If you’re a complete Excel newbie, the program can be intimidating, but learning Excel doesn’t have to be hard. When you open a new Excel file, you’ll see a large, seemingly infinite grid marked with letters on one side and numbers on the other. Using this system of letters and numbers, you can identify any cell in the grid. For example, the cell in the top-left corner is A1, and the cell to its right is B1, and so on.

You can fill this table with whatever data you want by typing it into a cell. At its most basic, you can use Excel to conveniently store any information and organize it in a table. 

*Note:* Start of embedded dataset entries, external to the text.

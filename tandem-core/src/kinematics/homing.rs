//! Homing sequencer
//!
//! Axes are homed one at a time in request order. The X axis is backed by
//! two carriages, so homing X homes each carriage in turn and then hands
//! X back to whichever carriage was active before.

use crate::error::HomingError;
use crate::motion::Axis;
use crate::traits::{HomingDriver, HomingInfo, HomingMove, Rail, Toolhead};

use super::carriage::{Carriage, RailId};
use super::CoreXyKinematics;

/// Distance multiplier for the assumed start of a probe move
const PROBE_OVERSHOOT: f64 = 1.5;

/// Probe and final positions for homing a rail along `axis`
///
/// The probe starts 1.5 travel lengths behind the endstop so that a
/// single move towards the endstop is guaranteed to reach it.
pub fn homing_move(axis: Axis, info: HomingInfo, range: (f64, f64)) -> HomingMove {
    let (position_min, position_max) = range;
    let endstop = info.position_endstop;
    let probe_pos = if info.positive_dir {
        endstop - PROBE_OVERSHOOT * (endstop - position_min)
    } else {
        endstop + PROBE_OVERSHOOT * (position_max - endstop)
    };
    HomingMove {
        axis,
        probe_pos,
        final_pos: endstop,
    }
}

impl<R: Rail> CoreXyKinematics<R> {
    /// Home `axes` in order
    ///
    /// Stops at the first axis that fails. Axes homed earlier in the same
    /// request keep their limits; the failing axis is left unhomed.
    pub fn home<T, D>(
        &mut self,
        axes: &[Axis],
        toolhead: &mut T,
        driver: &mut D,
    ) -> Result<(), HomingError>
    where
        T: Toolhead,
        D: HomingDriver<R>,
    {
        for &axis in axes {
            #[cfg(feature = "defmt")]
            defmt::info!("Homing {}", axis);

            match axis {
                Axis::X => self.home_dual_carriage(toolhead, driver)?,
                Axis::Y => self.home_rail(axis, RailId::Y, toolhead, driver)?,
                Axis::Z => self.home_rail(axis, RailId::Z, toolhead, driver)?,
            }
        }
        Ok(())
    }

    fn home_dual_carriage<T, D>(
        &mut self,
        toolhead: &mut T,
        driver: &mut D,
    ) -> Result<(), HomingError>
    where
        T: Toolhead,
        D: HomingDriver<R>,
    {
        let restore = self.active_carriage();
        for carriage in [Carriage::Primary, Carriage::Secondary] {
            self.activate_carriage(carriage, toolhead);
            self.home_rail(Axis::X, carriage.rail(), toolhead, driver)?;
        }
        self.activate_carriage(restore, toolhead);
        Ok(())
    }

    fn home_rail<T, D>(
        &mut self,
        axis: Axis,
        id: RailId,
        toolhead: &mut T,
        driver: &mut D,
    ) -> Result<(), HomingError>
    where
        T: Toolhead,
        D: HomingDriver<R>,
    {
        let rail = &mut self.rails[id.index()];
        let homing = homing_move(axis, rail.homing_info(), rail.range());

        if let Err(err) = driver.home_rail(rail, &homing) {
            #[cfg(feature = "defmt")]
            defmt::warn!("Homing {} failed: {}", axis, err);
            self.limits.mark_unhomed(axis);
            return Err(err);
        }

        let mut pos = toolhead.position();
        pos[axis.index()] = homing.final_pos;
        toolhead.set_position(pos);
        self.set_position([pos[0], pos[1], pos[2]], &[axis]);

        #[cfg(feature = "defmt")]
        defmt::debug!("Homed {} at {}", axis, homing.final_pos);
        Ok(())
    }
}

In addition to storing and organizing data, you can quickly sort it in alphabetical order using the Sort button from the Data tab, or filter by specific entries using the Filter button. If you need help learning the basics, use Excel's Help menu, which you can access from the Help tab located at the top-right.

2. Master presentation

Presenting data is another vital Excel function. Let's say you have a list of customers, with some living in New York, others in London, and others in Sydney. With just a few clicks in Excel, you can organize this data set into an attractive chart, with pie slices or bars of differing sizes to represent the proportion of customers living in each city.

You can create a graphical representation of almost any kind of data in Excel, which has 20 built-in graph types, including bar charts, pie charts, and line graphs. To learn how to use them, start with Excel's built-in help, then explore some online courses.

Udemy's Microsoft Excel – Data Visualization, Excel Charts & Graphs course provides a deep dive into data visualization. You will learn exactly when and how to use Excel's 20 different chart types using hands-on exercises, and build 10 projects that will take you from absolute beginner to data visualization superstar.

3. Use pivot tables

In the world of Excel, creating a proper pivot table is a rite of passage, separating casual from advanced users in the eyes of recruiters, managers, and industry professionals.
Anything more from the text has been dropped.